ABOUT THIS EXERCISE.
Return, from the data that follows, each line that holds the word "classify".
::: RECORDS SUPPLIED :::
//! Field and expression parsing.
//!
//! A field's raw text is split on commas; each piece is classified into a
//! `Token` by shape before anything is evaluated, then expanded against
//! the field's domain. The per-piece results are unioned, sorted, and
//! deduplicated.

use std::ops::RangeInclusive;

use crate::entry::{CronEntry, Field};
use crate::error::InvalidExpression;

/// A single comma-separated piece of one field, classified by shape.
#[derive(Debug, Clone, PartialEq, Eq)]
enum Token {
    Wildcard,
    Value(u8),
    Range(u8, u8),
    Step(StepBase, u8),
}

/// The part before the `/` in a step token.
#[derive(Debug, Clone, PartialEq, Eq)]
enum StepBase {
    Wildcard,
    Range(u8, u8),
}

/// Parse a full cron line: five schedule fields plus a command.
pub fn parse(line: &str) -> Result<CronEntry, InvalidExpression> {
    let fields: Vec<&str> = line.split_whitespace().collect();
    if fields.len() != 6 {
        return Err(InvalidExpression);
    }

    Ok(CronEntry {
        minutes: parse_field(fields[0], Field::Minute.domain())?,
        hours: parse_field(fields[1], Field::Hour.domain())?,
        days_of_month: parse_field(fields[2], Field::DayOfMonth.domain())?,
        months: parse_field(fields[3], Field::Month.domain())?,
        days_of_week: parse_field(fields[4], Field::DayOfWeek.domain())?,
        command: fields[5].to_string(),
    })
}

/// Expand one field's text into the sorted set of values it matches.
pub fn parse_field(
    text: &str,
    domain: RangeInclusive<u8>,
) -> Result<Vec<u8>, InvalidExpression> {
    let mut values = Vec::new();
    for piece in text.split(',') {
        expand(classify(piece)?, &domain, &mut values)?;
    }
    values.sort_unstable();
    values.dedup();
    Ok(values)
}

/// Decide a piece's token shape. Evaluation happens separately in
/// `expand`; only the step value and range bounds are read here.
fn classify(piece: &str) -> Result<Token, InvalidExpression> {
    if piece == "*" {
        return Ok(Token::Wildcard);
    }
    if let Some(value) = number(piece) {
        return Ok(Token::Value(value));
    }
    if let Some((lo, hi)) = range(piece) {
        return Ok(Token::Range(lo, hi));
    }
    if let Some((base, step)) = piece.split_once('/') {
        let step = number(step).ok_or(InvalidExpression)?;
        let base = if base == "*" {
            StepBase::Wildcard
        } else {
            let (lo, hi) = range(base).ok_or(InvalidExpression)?;
            StepBase::Range(lo, hi)
        };
        return Ok(Token::Step(base, step));
    }
    Err(InvalidExpression)
}

/// Append a token's expansion over `domain` to `out`.
fn expand(
    token: Token,
    domain: &RangeInclusive<u8>,
    out: &mut Vec<u8>,
) -> Result<(), InvalidExpression> {
    match token {
        Token::Wildcard => out.extend(domain.clone()),
        // Bare values pass through unchecked; only ranges and step bases
        // are held to the domain.
        Token::Value(value) => out.push(value),
        Token::Range(lo, hi) => out.extend(bounded_range(lo, hi, domain)?),
        Token::Step(base, step) => {
            if step == 0 {
                return Err(InvalidExpression);
            }
            let (candidates, anchor) = match base {
                StepBase::Wildcard => (domain.clone(), *domain.start()),
                StepBase::Range(lo, hi) => (bounded_range(lo, hi, domain)?, lo),
            };
            out.extend(candidates.filter(|n| (n - anchor) % step == 0));
        }
    }
    Ok(())
}

/// Validate `lo..=hi` against the domain.
fn bounded_range(
    lo: u8,
    hi: u8,
    domain: &RangeInclusive<u8>,
) -> Result<RangeInclusive<u8>, InvalidExpression> {
    if lo > hi || !domain.contains(&lo) || !domain.contains(&hi) {
        return Err(InvalidExpression);
    }
    Ok(lo..=hi)
}

/// An all-digits piece as a value, `None` for any other shape.
fn number(piece: &str) -> Option<u8> {
    if piece.is_empty() || !piece.bytes().all(|b| b.is_ascii_digit()) {
        return None;
    }
    piece.parse().ok()
}

/// An `a-b` piece with all-digits bounds, `None` for any other shape.
fn range(piece: &str) -> Option<(u8, u8)> {
    let (lo, hi) = piece.split_once('-')?;
    Some((number(lo)?, number(hi)?))
}
#![no_main]
use libfuzzer_sys::fuzz_target;

fuzz_target!(|data: &[u8]| {
    if let Ok(s) = std::str::from_utf8(data) {
        // Parse should never panic, only return Ok or Err
        let _ = cronex::CronEntry::parse(s);
    }
});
:::
FINISHED TASK.
        expand(classify(piece)?, &domain, &mut values)?;
fn classify(piece: &str) -> Result<Token, InvalidExpression> {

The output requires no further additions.